■ What to work on ■
Only one number is expected here, namely how many lines of the entries below hold the string "each".

[Saved entries]
Start of Block
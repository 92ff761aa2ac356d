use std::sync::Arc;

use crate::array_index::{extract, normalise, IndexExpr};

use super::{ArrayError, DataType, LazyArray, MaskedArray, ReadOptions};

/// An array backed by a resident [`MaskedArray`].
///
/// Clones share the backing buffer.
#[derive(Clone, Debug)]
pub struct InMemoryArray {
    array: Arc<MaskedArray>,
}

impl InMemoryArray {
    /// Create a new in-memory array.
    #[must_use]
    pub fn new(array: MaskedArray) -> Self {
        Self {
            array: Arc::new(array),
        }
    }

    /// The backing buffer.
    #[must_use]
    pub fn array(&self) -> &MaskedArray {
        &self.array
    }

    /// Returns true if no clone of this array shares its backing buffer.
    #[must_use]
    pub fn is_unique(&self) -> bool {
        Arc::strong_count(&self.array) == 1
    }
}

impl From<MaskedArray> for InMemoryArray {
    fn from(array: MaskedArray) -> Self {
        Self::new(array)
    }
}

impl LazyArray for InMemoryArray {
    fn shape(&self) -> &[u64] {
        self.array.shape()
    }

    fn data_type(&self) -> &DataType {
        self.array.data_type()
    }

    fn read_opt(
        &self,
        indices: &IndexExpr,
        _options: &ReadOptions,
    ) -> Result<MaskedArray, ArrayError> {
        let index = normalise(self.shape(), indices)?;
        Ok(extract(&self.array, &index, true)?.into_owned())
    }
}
End of Block
Start of Block
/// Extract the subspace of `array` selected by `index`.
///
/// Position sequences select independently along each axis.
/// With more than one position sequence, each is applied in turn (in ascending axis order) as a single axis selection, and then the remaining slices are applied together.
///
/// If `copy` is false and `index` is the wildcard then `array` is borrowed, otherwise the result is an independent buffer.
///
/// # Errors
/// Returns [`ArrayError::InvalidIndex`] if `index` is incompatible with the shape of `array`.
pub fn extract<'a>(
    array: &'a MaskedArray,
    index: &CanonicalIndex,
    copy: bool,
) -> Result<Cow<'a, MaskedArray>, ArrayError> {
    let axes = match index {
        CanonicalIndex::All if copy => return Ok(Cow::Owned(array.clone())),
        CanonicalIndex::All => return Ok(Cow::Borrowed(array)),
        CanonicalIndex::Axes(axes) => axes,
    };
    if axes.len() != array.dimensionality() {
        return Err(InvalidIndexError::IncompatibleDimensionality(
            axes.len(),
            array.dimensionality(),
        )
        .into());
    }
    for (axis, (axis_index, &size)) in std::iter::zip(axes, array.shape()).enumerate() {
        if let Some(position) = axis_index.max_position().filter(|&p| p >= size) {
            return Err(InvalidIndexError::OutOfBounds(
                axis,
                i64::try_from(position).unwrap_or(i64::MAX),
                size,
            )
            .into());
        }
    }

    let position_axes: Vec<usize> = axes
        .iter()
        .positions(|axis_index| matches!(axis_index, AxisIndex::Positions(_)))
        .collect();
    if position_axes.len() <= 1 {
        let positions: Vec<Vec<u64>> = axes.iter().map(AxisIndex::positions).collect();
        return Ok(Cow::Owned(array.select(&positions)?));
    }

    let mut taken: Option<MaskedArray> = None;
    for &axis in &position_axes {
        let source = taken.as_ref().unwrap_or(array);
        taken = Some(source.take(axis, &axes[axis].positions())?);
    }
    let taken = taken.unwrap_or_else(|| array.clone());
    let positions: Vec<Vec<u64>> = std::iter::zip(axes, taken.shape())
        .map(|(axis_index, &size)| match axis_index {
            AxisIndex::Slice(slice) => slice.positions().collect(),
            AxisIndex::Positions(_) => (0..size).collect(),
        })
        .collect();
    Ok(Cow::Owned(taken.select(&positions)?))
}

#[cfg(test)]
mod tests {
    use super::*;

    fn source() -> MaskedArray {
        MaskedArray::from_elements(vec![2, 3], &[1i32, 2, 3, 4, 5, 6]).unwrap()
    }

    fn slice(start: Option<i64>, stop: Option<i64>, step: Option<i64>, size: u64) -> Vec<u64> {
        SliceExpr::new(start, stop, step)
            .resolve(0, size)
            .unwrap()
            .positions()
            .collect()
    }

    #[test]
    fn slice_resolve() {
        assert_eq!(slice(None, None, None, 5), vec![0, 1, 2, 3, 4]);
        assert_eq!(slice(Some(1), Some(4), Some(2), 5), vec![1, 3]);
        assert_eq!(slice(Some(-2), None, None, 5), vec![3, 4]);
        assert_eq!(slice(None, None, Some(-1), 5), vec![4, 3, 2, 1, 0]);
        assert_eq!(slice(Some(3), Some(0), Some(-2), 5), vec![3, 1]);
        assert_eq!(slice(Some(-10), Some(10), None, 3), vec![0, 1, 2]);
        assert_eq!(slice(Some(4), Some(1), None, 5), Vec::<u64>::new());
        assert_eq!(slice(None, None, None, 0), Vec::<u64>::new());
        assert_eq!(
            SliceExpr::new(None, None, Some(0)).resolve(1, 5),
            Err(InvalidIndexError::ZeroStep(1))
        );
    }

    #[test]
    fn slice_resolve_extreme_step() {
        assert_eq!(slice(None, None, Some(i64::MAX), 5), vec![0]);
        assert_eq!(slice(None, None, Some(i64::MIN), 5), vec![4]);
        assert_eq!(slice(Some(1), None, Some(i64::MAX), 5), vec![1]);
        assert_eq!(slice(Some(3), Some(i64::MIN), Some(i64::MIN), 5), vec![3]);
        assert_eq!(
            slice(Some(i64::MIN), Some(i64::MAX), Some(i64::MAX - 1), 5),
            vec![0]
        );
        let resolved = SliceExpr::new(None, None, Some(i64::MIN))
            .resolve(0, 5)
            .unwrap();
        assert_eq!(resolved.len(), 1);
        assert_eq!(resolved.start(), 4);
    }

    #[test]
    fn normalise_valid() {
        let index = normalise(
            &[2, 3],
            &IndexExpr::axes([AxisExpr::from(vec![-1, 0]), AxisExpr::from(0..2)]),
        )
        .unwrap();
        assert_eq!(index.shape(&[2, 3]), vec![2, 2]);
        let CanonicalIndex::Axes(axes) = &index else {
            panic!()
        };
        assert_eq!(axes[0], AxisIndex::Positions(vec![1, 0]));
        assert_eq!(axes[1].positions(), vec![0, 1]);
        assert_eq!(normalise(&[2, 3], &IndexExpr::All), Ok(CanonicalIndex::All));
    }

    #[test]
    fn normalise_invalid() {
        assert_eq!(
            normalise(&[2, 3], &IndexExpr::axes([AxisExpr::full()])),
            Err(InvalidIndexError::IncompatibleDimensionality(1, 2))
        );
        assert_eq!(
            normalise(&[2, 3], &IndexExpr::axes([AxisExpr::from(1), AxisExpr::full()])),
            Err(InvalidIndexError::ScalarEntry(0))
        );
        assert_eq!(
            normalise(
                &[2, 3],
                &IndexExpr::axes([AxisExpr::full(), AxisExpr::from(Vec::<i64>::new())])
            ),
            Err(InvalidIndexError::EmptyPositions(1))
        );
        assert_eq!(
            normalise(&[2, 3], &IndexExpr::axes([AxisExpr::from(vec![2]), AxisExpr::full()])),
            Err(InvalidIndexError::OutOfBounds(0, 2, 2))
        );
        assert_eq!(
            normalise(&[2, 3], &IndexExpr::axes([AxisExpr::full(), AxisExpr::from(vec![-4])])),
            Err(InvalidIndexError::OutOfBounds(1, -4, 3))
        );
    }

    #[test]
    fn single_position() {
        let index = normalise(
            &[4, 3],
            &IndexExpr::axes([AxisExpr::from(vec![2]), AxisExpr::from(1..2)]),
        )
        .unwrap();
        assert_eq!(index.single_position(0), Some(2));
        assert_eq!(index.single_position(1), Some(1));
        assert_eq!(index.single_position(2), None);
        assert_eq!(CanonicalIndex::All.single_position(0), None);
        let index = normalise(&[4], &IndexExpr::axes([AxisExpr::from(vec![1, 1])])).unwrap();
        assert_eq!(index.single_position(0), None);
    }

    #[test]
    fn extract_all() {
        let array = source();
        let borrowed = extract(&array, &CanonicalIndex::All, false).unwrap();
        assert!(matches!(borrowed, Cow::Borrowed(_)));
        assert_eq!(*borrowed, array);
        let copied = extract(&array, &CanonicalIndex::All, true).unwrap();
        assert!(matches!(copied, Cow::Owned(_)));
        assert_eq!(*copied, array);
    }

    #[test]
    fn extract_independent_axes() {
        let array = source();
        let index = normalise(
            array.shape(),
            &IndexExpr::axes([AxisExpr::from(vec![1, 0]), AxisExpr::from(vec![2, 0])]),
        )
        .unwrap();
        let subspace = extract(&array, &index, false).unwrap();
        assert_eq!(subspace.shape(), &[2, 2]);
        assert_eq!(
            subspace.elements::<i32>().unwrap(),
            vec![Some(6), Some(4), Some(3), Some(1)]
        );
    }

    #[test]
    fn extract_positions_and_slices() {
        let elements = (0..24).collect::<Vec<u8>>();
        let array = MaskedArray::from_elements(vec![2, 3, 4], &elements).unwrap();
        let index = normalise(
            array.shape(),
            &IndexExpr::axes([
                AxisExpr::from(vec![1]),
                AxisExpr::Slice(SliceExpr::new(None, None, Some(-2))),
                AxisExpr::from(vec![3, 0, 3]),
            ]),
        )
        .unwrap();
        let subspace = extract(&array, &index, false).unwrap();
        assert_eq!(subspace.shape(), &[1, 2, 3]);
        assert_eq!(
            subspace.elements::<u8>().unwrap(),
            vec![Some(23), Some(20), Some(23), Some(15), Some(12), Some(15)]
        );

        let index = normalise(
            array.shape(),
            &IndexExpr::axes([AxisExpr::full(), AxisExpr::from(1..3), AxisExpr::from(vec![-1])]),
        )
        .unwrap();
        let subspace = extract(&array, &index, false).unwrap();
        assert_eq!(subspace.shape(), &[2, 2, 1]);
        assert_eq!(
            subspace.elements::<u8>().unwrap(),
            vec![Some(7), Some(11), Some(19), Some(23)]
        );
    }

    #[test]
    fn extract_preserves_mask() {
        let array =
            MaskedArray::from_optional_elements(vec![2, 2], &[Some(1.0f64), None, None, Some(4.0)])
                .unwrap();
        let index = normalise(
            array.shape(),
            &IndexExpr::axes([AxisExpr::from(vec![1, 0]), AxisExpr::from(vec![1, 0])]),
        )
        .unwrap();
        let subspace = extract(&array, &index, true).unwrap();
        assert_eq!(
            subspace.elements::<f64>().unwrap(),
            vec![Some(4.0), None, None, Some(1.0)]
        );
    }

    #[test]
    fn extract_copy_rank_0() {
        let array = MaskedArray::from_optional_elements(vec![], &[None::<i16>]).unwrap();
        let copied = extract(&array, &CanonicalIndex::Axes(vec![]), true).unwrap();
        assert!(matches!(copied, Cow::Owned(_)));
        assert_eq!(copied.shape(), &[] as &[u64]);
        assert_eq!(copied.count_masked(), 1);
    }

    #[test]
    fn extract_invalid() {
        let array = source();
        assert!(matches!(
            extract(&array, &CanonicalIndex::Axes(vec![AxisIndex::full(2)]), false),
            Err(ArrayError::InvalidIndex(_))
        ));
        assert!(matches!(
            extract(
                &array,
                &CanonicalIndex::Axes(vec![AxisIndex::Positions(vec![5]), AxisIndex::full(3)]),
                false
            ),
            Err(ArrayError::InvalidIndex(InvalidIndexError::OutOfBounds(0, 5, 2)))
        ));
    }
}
End of Block
■ Solution for this exercise ■
2